Поговорим о депрессии. Признать болезнь. Преодолеть изоляцию. Принять помощь - стр. 46
Тогда я еще не сознавал ясно, что мои отношения с Розеном и больницей Маклина знаменовали собой начало нового этапа в моих отношениях с болезнью. Я уже вступил на путь социализации, влекущий за собой приверженность медицинской модели депрессии. Окончательный вердикт Розена гласил, что испытание Имипрамином, одним из самых эффективных и широко используемых тогдашних антидепрессантов, поправит мое состояние. Кроме того, весь процесс явно предполагал, что мое расстройство – биологической природы. Цель лечения заключалась в увеличении уровня норэпинефрина в моем мозге, а частые анализы крови, которые я сдавал, убедили меня в том, что мое лечение по существу такое же, как у диабетиков, внимательно следящих за уровнем инсулина. Как участник исследования, я раз в неделю заполнял анкету, чтобы определить, облегчаются ли симптомы депрессии. Одновременно в лаборатории внимательно следили за всеми моими показателями. От приема Имипрамина, как и предупреждал доктор, у меня возникло ощущение, будто мой рот набит ватой. Это и другие побочные действия были неприятны, но я стал чувствовать себя лучше. Даже короткий просвет в моем мрачном состоянии меня окрылил и еще более убедил в том, что стоит только наладить работу моих нейромедиаторов, и я буду у цели.
Я принимал Имипрамин больше года. Однако мне пришлось смириться с тем, что, хотя препарат и облегчал мои симптомы, он не стал моим пропуском в нормальную жизнь. Попутно я узнал, что психофармакологи весьма заинтересованы в испытаниях всё более новых поколений лекарств, которые наконец дадут желанный результат. Поэтому в течение следующих нескольких лет я принял невообразимый коктейль лекарств, порой страдая от ужасных побочных действий, как некогда в Орландо. Однако теперь я уже был достаточно искушен и не терпел лекарство, если мне чудилось, что оно отгораживает меня, как стеклянная стена, от людей либо делает меня импотентом, или если я стремительно набираю вес, или испытываю какие-нибудь очень неприятные симптомы.
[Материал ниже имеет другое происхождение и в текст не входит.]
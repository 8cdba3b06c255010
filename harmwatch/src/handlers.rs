use clap::ArgMatches;
use colored::Colorize;
use std::fs;
use std::io::{self, Write};
use std::path::{Path, PathBuf};
use std::sync::Arc;

use anyhow::{Context, Result, anyhow, bail};
use harmwatch_core::batch::{
    ClassifyOptions, ClassifyProgressCallback, execute_classification,
    generate_classification_summary,
};
use harmwatch_core::data::Database;
use harmwatch_core::ingest::load_posts_from_csv;
use harmwatch_core::report::{self, ReportData, ReportFormat};
use harmwatch_engine::rules::RuleSet;
use tracing::info;

pub const SAMPLE_POSTS: &str = include_str!("../data/sample_posts.csv");

const DEFAULT_CONFIG_DIR: &str = "~/.config/harmwatch/";
const DB_FILE_NAME: &str = "harmwatch.db";

// Helper functions shared by the handlers

/// Resolve the database file from an optional --db argument.
pub fn resolve_db_path(db_arg: Option<&String>) -> PathBuf {
    match db_arg {
        Some(path) => PathBuf::from(shellexpand::tilde(path).as_ref()),
        None => {
            let expanded = shellexpand::tilde(DEFAULT_CONFIG_DIR);
            Path::new(expanded.as_ref()).join(DB_FILE_NAME)
        }
    }
}

/// Render report data in the requested format.
pub fn render_report(data: &ReportData, format: &ReportFormat) -> Result<String> {
    Ok(match format {
        ReportFormat::Text => report::generate_text_report(data),
        ReportFormat::Json => {
            report::generate_json_report(data).context("Failed to render JSON report")?
        }
        ReportFormat::Csv => report::generate_csv_report(data).map_err(|e| anyhow!(e))?,
        ReportFormat::Html => report::generate_html_report(data),
        ReportFormat::Markdown => report::generate_markdown_report(data),
    })
}

fn parse_format(args: &ArgMatches) -> Result<ReportFormat> {
    let raw = args
        .get_one::<String>("format")
        .map(|s| s.as_str())
        .unwrap_or("text");
    ReportFormat::from_str(raw).ok_or_else(|| anyhow!("Unknown report format: {}", raw))
}

fn print_divider() {
    println!("{}", "═".repeat(60).bright_blue().bold());
}

fn print_prompt(msg: &str) -> String {
    print!("{} ", msg.bright_cyan().bold());
    io::stdout().flush().unwrap();
    let mut response = String::new();
    io::stdin().read_line(&mut response).unwrap();
    response.trim().to_lowercase()
}

pub fn handle_init(args: &ArgMatches) {
    print_divider();
    println!("{}", "  HARMWATCH INITIALIZATION".bright_white().bold());
    print_divider();
    println!();

    let config_path = args.get_one::<String>("PATH").unwrap();
    let force = args.get_flag("force");
    let expanded_config_dir = shellexpand::tilde(config_path);
    let harmwatch_config_dir = Path::new(expanded_config_dir.as_ref());
    let db_loc = harmwatch_config_dir.join(DB_FILE_NAME);
    let db_path = db_loc.as_path();

    println!("{} Parsed arguments", "✓".green().bold());
    println!(
        "{} Target: {}",
        "→".blue(),
        harmwatch_config_dir.display().to_string().bright_white()
    );
    println!();

    let dir_exists = harmwatch_config_dir.exists();
    let data_dir = harmwatch_config_dir.join("data");
    let sample_path = data_dir.join("sample_posts.csv");
    let sample_exists = sample_path.exists();

    // Check for existing installation
    if (dir_exists || sample_exists) && !force {
        println!("{}", "⚠ WARNING".yellow().bold());
        println!("Configuration directory already exists:");
        if dir_exists {
            println!(
                "  {} {}",
                "•".yellow(),
                harmwatch_config_dir.display().to_string().bright_white()
            );
        }
        if sample_exists {
            println!(
                "  {} {}",
                "•".yellow(),
                sample_path.display().to_string().bright_white()
            );
        }
        println!();
        println!(
            "{}",
            "This operation will overwrite existing files.".yellow()
        );

        let response = print_prompt("Do you want to continue? [y/N]:");
        println!();

        if response != "y" && response != "yes" {
            println!("{} Initialization cancelled.", "✗".red().bold());
            return;
        }
        println!("{} Proceeding with overwrite", "→".yellow().bold());
        println!();
    }

    // Sample dataset installation prompt
    let install_sample = if !force {
        println!("{}", "SAMPLE DATA SETUP".bright_blue().bold());
        println!("HarmWatch includes a small sample dataset of posts.");
        println!(
            "{} {}",
            "Target:".blue(),
            sample_path.display().to_string().bright_white()
        );
        println!();

        let response = print_prompt("Would you like to install it? [Y/n]:");
        println!();

        response != "n" && response != "no"
    } else {
        true
    };

    // Create configuration assets
    if install_sample {
        create_configuration_assets(harmwatch_config_dir, &data_dir, &sample_path);
    } else {
        println!("{} Skipping sample dataset installation", "→".blue());
        fs::create_dir_all(harmwatch_config_dir).expect("Failed to create config directory");
        println!(
            "{} Manual dataset location: {}",
            "ℹ".blue(),
            data_dir.display().to_string().bright_white()
        );
        println!();
    }

    // Handle existing database in force mode
    if force && Database::exists(db_path) {
        println!(
            "{} Deleting existing database (force mode)",
            "→".yellow().bold()
        );
        Database::drop(db_path);
        println!("{} Existing database removed", "✓".green().bold());
        println!();
    }

    // Database creation
    if Database::exists(db_path) && !force {
        println!("{}", "⚠ WARNING".yellow().bold());
        println!("Database already exists at:");
        println!(
            "  {} {}",
            "•".yellow(),
            db_path.display().to_string().bright_white()
        );
        println!();

        let response = print_prompt("Would you like to overwrite it? [Y/n]:");
        println!();

        if response == "n" || response == "no" {
            println!("{} Keeping existing database", "→".blue());
            println!();
        } else {
            Database::drop(db_path);
            println!("{} Existing database removed", "✓".green().bold());
            println!();
        }
    }

    if !Database::exists(db_path) {
        println!("{} Creating database...", "→".blue());
        Database::new(db_path).expect("Failed to create database");
        println!(
            "{} Database initialized: {}",
            "✓".green().bold(),
            db_path.display().to_string().bright_white()
        );
    }

    println!();
    print_divider();
    println!("{}", "  INITIALIZATION COMPLETE".green().bold());
    print_divider();
    println!();
    println!(
        "{} Config directory: {}",
        "✓".green().bold(),
        harmwatch_config_dir.display().to_string().bright_white()
    );
    println!(
        "{} Database: {}",
        "✓".green().bold(),
        db_path.display().to_string().bright_white()
    );
    if install_sample {
        println!(
            "{} Sample dataset: {}",
            "✓".green().bold(),
            sample_path.display().to_string().bright_white()
        );
    }
    println!();
}

fn create_configuration_assets(config_dir: &Path, data_dir: &PathBuf, sample_path: &PathBuf) {
    println!("{} Creating directory structure...", "→".blue());

    fs::create_dir_all(config_dir).expect("Failed to create config directory");
    println!(
        "  {} {}",
        "✓".green(),
        config_dir.display().to_string().bright_white()
    );

    fs::create_dir_all(data_dir).expect("Failed to create data directory");
    println!(
        "  {} {}",
        "✓".green(),
        data_dir.display().to_string().bright_white()
    );

    println!("{} Installing sample dataset...", "→".blue());
    fs::write(sample_path, SAMPLE_POSTS).expect("Failed to write sample dataset");

    let sample_size = SAMPLE_POSTS.len();
    let row_count = SAMPLE_POSTS.lines().count().saturating_sub(1);
    println!(
        "  {} {} ({} posts, {} bytes)",
        "✓".green().bold(),
        sample_path.display().to_string().bright_white(),
        row_count.to_string().cyan(),
        sample_size.to_string().cyan()
    );
    println!();
}

pub async fn handle_classify(sub_matches: &ArgMatches) {
    // Initialize tracing for logging
    tracing_subscriber::fmt::init();

    if let Err(e) = run_classify(sub_matches).await {
        eprintln!("✗ {:#}", e);
        std::process::exit(1);
    }
}

async fn run_classify(args: &ArgMatches) -> Result<()> {
    let input = args.get_one::<PathBuf>("input").unwrap();
    let threads = *args.get_one::<usize>("threads").unwrap_or(&4);
    let output = args.get_one::<PathBuf>("output");
    let export = args.get_one::<PathBuf>("export");
    let save = args.get_flag("save");
    let db_arg = args.get_one::<String>("db");
    let include_trend = args.get_flag("include-trend");
    let format = parse_format(args)?;

    // Fail fast on malformed input before anything reaches the classifier
    let posts = load_posts_from_csv(input).map_err(|e| anyhow!(e))?;
    info!("Loaded {} posts from {}", posts.len(), input.display());

    println!(
        "\n📋 Classifying {} post(s) from {}",
        posts.len(),
        input.display()
    );
    println!("Workers: {}\n", threads);

    let options = ClassifyOptions {
        workers: threads,
        show_progress_bars: true,
    };
    let progress_callback: ClassifyProgressCallback = Arc::new(|msg: String| {
        println!("{}", msg);
    });

    let classified =
        execute_classification(posts, RuleSet::builtin(), options, Some(progress_callback))
            .await
            .map_err(|e| anyhow!(e))?;

    println!("\n✓ Classification complete!\n");
    print!("{}", generate_classification_summary(&classified));

    if let Some(export_path) = export {
        let file = fs::File::create(export_path)
            .with_context(|| format!("Failed to create {}", export_path.display()))?;
        report::write_classified_csv(&classified, file).map_err(|e| anyhow!(e))?;
        println!(
            "\n{} Classified table exported to {}",
            "✓".green().bold(),
            export_path.display().to_string().bright_white()
        );
    }

    let source = input.display().to_string();

    let run_id = if save {
        let db_path = resolve_db_path(db_arg);
        if !Database::exists(&db_path) {
            bail!(
                "No database found at {}. Run 'harmwatch init' first.",
                db_path.display()
            );
        }
        let db = Database::new(&db_path)
            .with_context(|| format!("Failed to open database {}", db_path.display()))?;

        let run_id = db.create_run(&source).context("Failed to create run")?;
        match db.insert_posts(&run_id, &classified) {
            Ok(count) => {
                db.complete_run(&run_id).context("Failed to complete run")?;
                println!(
                    "\n{} Saved {} posts to run {}",
                    "✓".green().bold(),
                    count,
                    run_id.bright_white()
                );
            }
            Err(e) => {
                db.fail_run(&run_id).ok();
                return Err(e).context("Failed to save posts");
            }
        }
        Some(run_id)
    } else {
        None
    };

    if let Some(output_path) = output {
        let run_label = run_id.as_deref().unwrap_or("unsaved");
        let data = report::build_report_data(run_label, &classified, &source, include_trend);
        let content = render_report(&data, &format)?;
        report::save_report(&content, output_path)
            .with_context(|| format!("Failed to write report to {}", output_path.display()))?;
        println!(
            "\n{} Report saved to {}",
            "✓".green().bold(),
            output_path.display().to_string().bright_white()
        );
    }

    Ok(())
}

pub fn handle_report(sub_matches: &ArgMatches) {
    // Initialize tracing for logging
    tracing_subscriber::fmt::init();

    if let Err(e) = run_report(sub_matches) {
        eprintln!("✗ {:#}", e);
        std::process::exit(1);
    }
}

fn run_report(args: &ArgMatches) -> Result<()> {
    let run_arg = args.get_one::<String>("run");
    let db_arg = args.get_one::<String>("db");
    let output = args.get_one::<PathBuf>("output");
    let include_trend = args.get_flag("include-trend");
    let flagged_only = args.get_flag("flagged-only");
    let format = parse_format(args)?;

    let db_path = resolve_db_path(db_arg);
    if !Database::exists(&db_path) {
        bail!(
            "No database found at {}. Run 'harmwatch init' first.",
            db_path.display()
        );
    }
    let db = Database::new(&db_path)
        .with_context(|| format!("Failed to open database {}", db_path.display()))?;

    let run_id = match run_arg {
        Some(id) => id.clone(),
        None => db
            .latest_run_id()
            .context("Failed to look up runs")?
            .ok_or_else(|| anyhow!("No classification runs stored yet"))?,
    };

    if flagged_only {
        let flagged = db
            .get_flagged_by_run(&run_id, 50)
            .context("Failed to query flagged posts")?;

        if flagged.is_empty() {
            println!("No flagged posts in run {}", run_id);
            return Ok(());
        }

        println!("Flagged posts in run {} (highest risk first):\n", run_id);
        for (id, text, category, risk, _platform, _date) in flagged {
            let marker = if risk == "high" {
                format!("[{}]  ", risk).red().bold()
            } else {
                format!("[{}]", risk).yellow()
            };
            println!("  {} #{:<4} {:<20} {}", marker, id, category, text);
        }
        return Ok(());
    }

    let data = report::gather_report_data(&db, &run_id, include_trend)
        .with_context(|| format!("Failed to gather report data for run {}", run_id))?;
    let content = render_report(&data, &format)?;

    match output {
        Some(path) => {
            report::save_report(&content, path)
                .with_context(|| format!("Failed to write report to {}", path.display()))?;
            println!(
                "{} Report saved to {}",
                "✓".green().bold(),
                path.display().to_string().bright_white()
            );
        }
        None => print!("{}", content),
    }

    Ok(())
}
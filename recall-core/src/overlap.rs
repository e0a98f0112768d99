//! Horizontal layout of rows that share time on the same day.
//!
//! Each row collects the events it collides with (itself included), sorted by
//! start time of day. A row takes the slot matching its rank in that group.
//! Every row but the last is drawn 1.7 slots wide so stacked events peek out
//! from under each other.
//!
//! The collision test and the past-midnight clamp are deliberately loose:
//! they look at the event's own start and end rather than the occurrence,
//! and only test whether an endpoint of one interval lies inside the other.

use chrono::{NaiveTime, Timelike};

use crate::constants::SECONDS_PER_DAY;
use crate::event::Event;
use crate::week::{EventId, Week};

/// Width multiplier for rows that are not last in their group.
const STACKED_WIDTH_FACTOR: f64 = 1.7;

/// Fill `overlap_group`, `left` and `width` on every row of the week.
pub fn resolve(week: &mut Week) {
    let Week { days, events, .. } = week;

    for day in days.iter_mut() {
        let spans: Vec<(EventId, NaiveTime, NaiveTime)> = day
            .rows
            .iter()
            .map(|row| {
                let (start, end) = start_end(&events[row.event.0]);
                (row.event, start, end)
            })
            .collect();

        for (outer, &(outer_id, o_start, o_end)) in day.rows.iter_mut().zip(&spans) {
            let mut group: Vec<EventId> = spans
                .iter()
                .filter(|&&(_, i_start, i_end)| {
                    (i_end >= o_start && o_start >= i_start) || (i_end >= o_end && o_end >= i_start)
                })
                .map(|&(id, _, _)| id)
                .collect();
            group.sort_by_key(|id| events[id.0].start.time());

            let idx = group.iter().position(|id| *id == outer_id).unwrap_or(0);
            let is_last = group.last() == Some(&outer_id);

            // Whole percents: 3 rows get 33% slots, not 33.3%
            let slot = (100 / group.len().max(1)) as f64;
            outer.left = slot * idx as f64;
            outer.width = if is_last {
                slot
            } else {
                slot * STACKED_WIDTH_FACTOR
            };
            outer.overlap_group = group;
        }
    }
}

/// Start and end time of day of an event. The end is pinned to the last
/// instant of the day when start plus duration reaches midnight, and never
/// falls before the start, so every span contains its own start.
fn start_end(event: &Event) -> (NaiveTime, NaiveTime) {
    let start = event.start.time();
    let start_secs = i64::from(start.num_seconds_from_midnight());

    let end = if start_secs + event.duration.num_seconds() >= SECONDS_PER_DAY {
        end_of_day()
    } else {
        // Clocks going back can put the wall-clock end before the start
        event.end.time().max(start)
    };

    (start, end)
}

fn end_of_day() -> NaiveTime {
    NaiveTime::from_hms_micro_opt(23, 59, 59, 999_999).unwrap_or_default()
}

#[cfg(test)]
mod tests {
    use super::*;
    use crate::week::Row;
    use chrono::{Datelike, NaiveDate};
    use icalendar::parser::{read_calendar, unfold};

    fn date(d: u32) -> NaiveDate {
        NaiveDate::from_ymd_opt(2024, 1, d).unwrap()
    }

    fn build_week(bodies: &[&str]) -> Week {
        let mut ics = String::from("BEGIN:VCALENDAR\nVERSION:2.0\nPRODID:TEST\n");
        for body in bodies {
            ics.push_str(&format!("BEGIN:VEVENT\n{body}\nEND:VEVENT\n"));
        }
        ics.push_str("END:VCALENDAR\n");

        let mut week = Week::new(date(1), chrono_tz::UTC).unwrap();
        let unfolded = unfold(&ics);
        let calendar = read_calendar(&unfolded).expect("Should parse calendar");
        for vevent in calendar.components.iter().filter(|c| c.name == "VEVENT") {
            week.add_event(vevent).expect("Should add event");
        }
        resolve(&mut week);
        week
    }

    fn row_for<'a>(week: &'a Week, d: u32, summary: &str) -> &'a Row {
        week.day(date(d))
            .unwrap()
            .rows
            .iter()
            .find(|r| week.event(r.event).summary == summary)
            .expect("Should have row")
    }

    fn approx(a: f64, b: f64) -> bool {
        (a - b).abs() < 1e-9
    }

    #[test]
    fn test_single_row_fills_the_column() {
        let week = build_week(&["UID:1\nSUMMARY:A\nDTSTART:20240102T090000Z\nDTEND:20240102T100000Z"]);
        let row = row_for(&week, 2, "A");

        assert_eq!(row.overlap_group, vec![row.event]);
        assert!(approx(row.left, 0.0));
        assert!(approx(row.width, 100.0));
    }

    #[test]
    fn test_two_overlapping_rows() {
        let week = build_week(&[
            "UID:1\nSUMMARY:A\nDTSTART:20240102T090000Z\nDTEND:20240102T100000Z",
            "UID:2\nSUMMARY:B\nDTSTART:20240102T093000Z\nDTEND:20240102T103000Z",
        ]);
        let a = row_for(&week, 2, "A");
        let b = row_for(&week, 2, "B");

        assert_eq!(a.overlap_group.len(), 2);
        assert_eq!(b.overlap_group.len(), 2);
        assert_eq!(a.overlap_group, b.overlap_group);
        assert!(approx(a.left, 0.0));
        assert!(approx(a.width, 85.0));
        assert!(approx(b.left, 50.0));
        assert!(approx(b.width, 50.0));
    }

    #[test]
    fn test_disjoint_rows_each_fill_the_column() {
        let week = build_week(&[
            "UID:1\nSUMMARY:A\nDTSTART:20240102T090000Z\nDTEND:20240102T100000Z",
            "UID:2\nSUMMARY:B\nDTSTART:20240102T110000Z\nDTEND:20240102T120000Z",
        ]);

        for summary in ["A", "B"] {
            let row = row_for(&week, 2, summary);
            assert_eq!(row.overlap_group.len(), 1);
            assert!(approx(row.width, 100.0));
        }
    }

    #[test]
    fn test_touching_rows_count_as_overlapping() {
        // B starts exactly when A ends: the endpoint test is inclusive
        let week = build_week(&[
            "UID:1\nSUMMARY:A\nDTSTART:20240102T090000Z\nDTEND:20240102T100000Z",
            "UID:2\nSUMMARY:B\nDTSTART:20240102T100000Z\nDTEND:20240102T110000Z",
        ]);

        assert_eq!(row_for(&week, 2, "A").overlap_group.len(), 2);
        assert_eq!(row_for(&week, 2, "B").overlap_group.len(), 2);
    }

    #[test]
    fn test_three_way_group_widths() {
        let week = build_week(&[
            "UID:1\nSUMMARY:A\nDTSTART:20240102T090000Z\nDTEND:20240102T100000Z",
            "UID:2\nSUMMARY:B\nDTSTART:20240102T093000Z\nDTEND:20240102T103000Z",
            "UID:3\nSUMMARY:C\nDTSTART:20240102T094500Z\nDTEND:20240102T104500Z",
        ]);

        let expected = [("A", 0.0, 56.1), ("B", 33.0, 56.1), ("C", 66.0, 33.0)];
        for (summary, left, width) in expected {
            let row = row_for(&week, 2, summary);
            assert_eq!(row.overlap_group.len(), 3, "group of {summary}");
            assert!(approx(row.left, left), "left of {summary}");
            assert!(approx(row.width, width), "width of {summary}");
        }
    }

    #[test]
    fn test_enclosing_row_misses_enclosed_row() {
        // Neither endpoint of A falls inside B, so A does not see B, while B sees A
        let week = build_week(&[
            "UID:1\nSUMMARY:A\nDTSTART:20240102T080000Z\nDTEND:20240102T120000Z",
            "UID:2\nSUMMARY:B\nDTSTART:20240102T090000Z\nDTEND:20240102T100000Z",
        ]);

        let a = row_for(&week, 2, "A");
        assert_eq!(a.overlap_group.len(), 1);
        assert!(approx(a.width, 100.0));

        let b = row_for(&week, 2, "B");
        assert_eq!(b.overlap_group.len(), 2);
        assert!(approx(b.left, 50.0));
        assert!(approx(b.width, 50.0));
    }

    #[test]
    fn test_past_midnight_end_is_clamped() {
        let week = build_week(&[
            "UID:1\nSUMMARY:Late\nDTSTART:20240102T230000Z\nDURATION:PT2H",
            "UID:2\nSUMMARY:Night\nDTSTART:20240102T233000Z\nDURATION:PT15M",
        ]);

        // Night only reaches Late because Late's end is pinned to 23:59:59
        let night = row_for(&week, 2, "Night");
        assert_eq!(night.overlap_group.len(), 2);
        assert!(approx(night.left, 50.0));
        assert!(approx(night.width, 50.0));

        let late = row_for(&week, 2, "Late");
        assert_eq!(late.overlap_group.len(), 1);
    }

    #[test]
    fn test_event_ending_at_midnight_fills_the_column() {
        let week = build_week(&["UID:1\nSUMMARY:Late\nDTSTART:20240102T230000Z\nDTEND:20240103T000000Z"]);
        let late = row_for(&week, 2, "Late");

        assert_eq!(late.overlap_group, vec![late.event]);
        assert!(approx(late.left, 0.0));
        assert!(approx(late.width, 100.0));
    }

    #[test]
    fn test_event_ending_at_midnight_next_to_later_event() {
        let week = build_week(&[
            "UID:1\nSUMMARY:Late\nDTSTART:20240102T230000Z\nDTEND:20240103T000000Z",
            "UID:2\nSUMMARY:Night\nDTSTART:20240102T233000Z\nDURATION:PT15M",
        ]);

        let late = row_for(&week, 2, "Late");
        assert_eq!(late.overlap_group, vec![late.event]);
        assert!(approx(late.left, 0.0));
        assert!(approx(late.width, 100.0));

        let night = row_for(&week, 2, "Night");
        assert_eq!(night.overlap_group, vec![late.event, night.event]);
        assert!(approx(night.left, 50.0));
        assert!(approx(night.width, 50.0));
    }

    #[test]
    fn test_every_row_is_in_its_own_group() {
        let week = build_week(&[
            "UID:1\nSUMMARY:A\nDTSTART:20240102T230000Z\nDTEND:20240103T000000Z",
            "UID:2\nSUMMARY:B\nDTSTART:20240102T000000Z\nDURATION:PT0S",
            "UID:3\nSUMMARY:C\nDTSTART:20240102T220000Z\nDURATION:PT3H",
        ]);

        for row in &week.day(date(2)).unwrap().rows {
            assert!(row.overlap_group.contains(&row.event));
            assert!(row.left.is_finite() && row.width.is_finite());
        }
    }

    #[test]
    fn test_start_end_clamp() {
        let week = build_week(&["UID:1\nSUMMARY:Late\nDTSTART:20240102T230000Z\nDURATION:PT2H"]);
        let (start, end) = start_end(&week.events()[0]);

        assert_eq!(start, NaiveTime::from_hms_opt(23, 0, 0).unwrap());
        assert_eq!(end, end_of_day());
    }

    #[test]
    fn test_recurring_rows_resolved_on_every_day() {
        let week = build_week(&[
            "UID:1\nSUMMARY:Standup\nDTSTART:20240101T090000Z\nDURATION:PT30M\nRRULE:FREQ=DAILY",
            "UID:2\nSUMMARY:Sync\nDTSTART:20240103T091500Z\nDURATION:PT30M",
        ]);

        for day in week.days() {
            let standup = row_for(&week, day.date.day(), "Standup");
            if day.date == date(3) {
                assert!(approx(standup.width, 85.0));
                assert!(approx(row_for(&week, 3, "Sync").left, 50.0));
            } else {
                assert!(approx(standup.width, 100.0));
            }
        }
    }
}
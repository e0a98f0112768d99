//! Error types for recall.

use thiserror::Error;

/// Errors that can occur while loading a feed and laying out a week.
#[derive(Error, Debug)]
pub enum RecallError {
    #[error("Invalid date or date-time value: {0}")]
    InvalidTemporalInput(String),

    #[error("Event is missing required property {0}")]
    MissingProperty(String),

    #[error("Invalid recurrence rule: {0}")]
    Recurrence(String),

    #[error("Feed exceeds the limit of {max_lines} lines")]
    FeedTooLarge { max_lines: usize },

    #[error("ICS parse error: {0}")]
    FeedParse(String),

    #[error("Unknown timezone: {0}")]
    UnknownTimezone(String),

    #[error("Could not fetch feed: {0}")]
    Fetch(String),

    #[error("Configuration error: {0}")]
    Config(String),

    #[error("IO error: {0}")]
    Io(#[from] std::io::Error),
}

/// Result type alias for recall operations.
pub type RecallResult<T> = Result<T, RecallError>;
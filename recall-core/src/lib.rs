//! Week-view layout engine for iCalendar feeds.
//!
//! The pipeline is: raw feed text → parsed VEVENTs → [`week::Week`] rows with
//! vertical metrics → [`overlap::resolve`] horizontal metrics → [`feed::WeekView`].
//!
//! - [`time`] normalizes dates and date-times into one target timezone
//! - [`recurrence`] expands an RRULE inside a window
//! - [`event`] parses a single VEVENT
//! - [`week`] buckets occurrences into seven days
//! - [`overlap`] lays out concurrent events side by side
//! - [`feed`] fetches and bounds the feed, then drives the rest

pub mod config;
pub mod constants;
pub mod error;
pub mod event;
pub mod feed;
pub mod overlap;
pub mod recurrence;
pub mod ruler;
pub mod time;
pub mod week;

pub use error::{RecallError, RecallResult};
pub use event::Event;
pub use feed::{FeedLoader, FeedOptions, WeekView};
pub use ruler::Ruler;
pub use week::{Day, EventId, Row, Week};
Всё это время мне приходилось бороться с очевидным противоречием между моим профессиональным опытом социолога и решением принимать лекарства. Один из главных тезисов моей дисциплины состоит в том, что судьбу человека определяет не биология, а культура. Этот тезис я отстаивал в своем вводном курсе социологии. Я также вполне разделял доводы социологов 1960-х годов, писавших о том, что понятие психического заболевания – миф[78]. Они утверждали, что психическое заболевание – это не более чем политическая категория, что у каждого человека есть «проблемы в жизни» и что надо упразднить произвольно навязанный и вредный ярлык болезни. Социологи в силу своей профессии предпочитают искать источник индивидуального «недуга» в общественном устройстве, а не в биологических аномалиях. Всё это я знал и нередко терялся, гадая, что в моей депрессии было от природы, а что – от воспитания. Сведения о том, что лечение антидепрессантами может наносить урон человеческому мозгу, тоже не особенно помогали. Но, оставляя в стороне интеллектуальные споры, я чувствовал свою зависимость от лекарств, иногда позволявших мне заснуть и, как верилось, в определенной степени жить более сносно, чем раньше.